Top of Information provided

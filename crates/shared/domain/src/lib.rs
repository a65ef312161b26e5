//! # Domain Models
//!
//! Pure domain types for the sweet potato risk dashboard, with minimal dependencies
//! (`serde`, `strum`). Keep it lean: no I/O, networking, or heavy logic, just data,
//! the static ward catalogue, and simple helpers.

pub mod config;
pub mod constants;
pub mod crop;
pub mod observation;
pub mod registry;
pub mod ward;
use agrisk::domain::config::{DashboardConfig, LogRotation};
use agrisk::kernel::config::{CONFIG_PATH_ENV, load_config};
use agrisk_logger::{Logger, Rotation, parse_level};
use agrisk_server::Server;
use anyhow::Context;

#[agrisk_runtime::main(single_threaded)]
async fn main() -> anyhow::Result<()> {
    // `AGRISK_CONFIG` must point at an existing file; `dashboard.toml` is optional.
    let cfg: DashboardConfig = load_config(std::env::var_os(CONFIG_PATH_ENV))
        .context("Critical: Configuration is malformed")?;

    let _log = init_logger(&cfg)?;

    Server::builder().config(cfg).build()?.run().await
}

fn init_logger(cfg: &DashboardConfig) -> anyhow::Result<Logger> {
    let logging = &cfg.logging;
    let mut builder =
        Logger::builder().name(env!("CARGO_PKG_NAME")).level(parse_level(&logging.level)?);
    if let Some(directives) = &logging.filter {
        builder = builder.directives(directives.as_str());
    }

    let logger = match &logging.directory {
        Some(directory) => builder
            .path(directory.clone())
            .rotation(rotation(logging.rotation))
            .max_files(logging.max_files)
            .json(logging.json)
            .init()?,
        None => builder.init()?,
    };
    Ok(logger)
}

const fn rotation(rotation: LogRotation) -> Rotation {
    match rotation {
        LogRotation::Minutely => Rotation::MINUTELY,
        LogRotation::Hourly => Rotation::HOURLY,
        LogRotation::Daily => Rotation::DAILY,
        LogRotation::Never => Rotation::NEVER,
    }
}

Bottom of Information provided

▶ _What you need to do_
Reproduce exactly, please, only the lines from the start of the data above to the line that contains "async fn main()", with both ends kept.

▶ _Response to the task_
filename crates/shared/domain/src/lib.rs
repository a65ef312161b26e5
//! # Domain Models
//!
//! Pure domain types for the sweet potato risk dashboard, with minimal dependencies
//! (`serde`, `strum`). Keep it lean: no I/O, networking, or heavy logic, just data,
//! the static ward catalogue, and simple helpers.

pub mod config;
pub mod constants;
pub mod crop;
pub mod observation;
pub mod registry;
pub mod ward;
use agrisk::domain::config::{DashboardConfig, LogRotation};
use agrisk::kernel::config::{CONFIG_PATH_ENV, load_config};
use agrisk_logger::{Logger, Rotation, parse_level};
use agrisk_server::Server;
use anyhow::Context;

#[agrisk_runtime::main(single_threaded)]
async fn main() -> anyhow::Result<()> {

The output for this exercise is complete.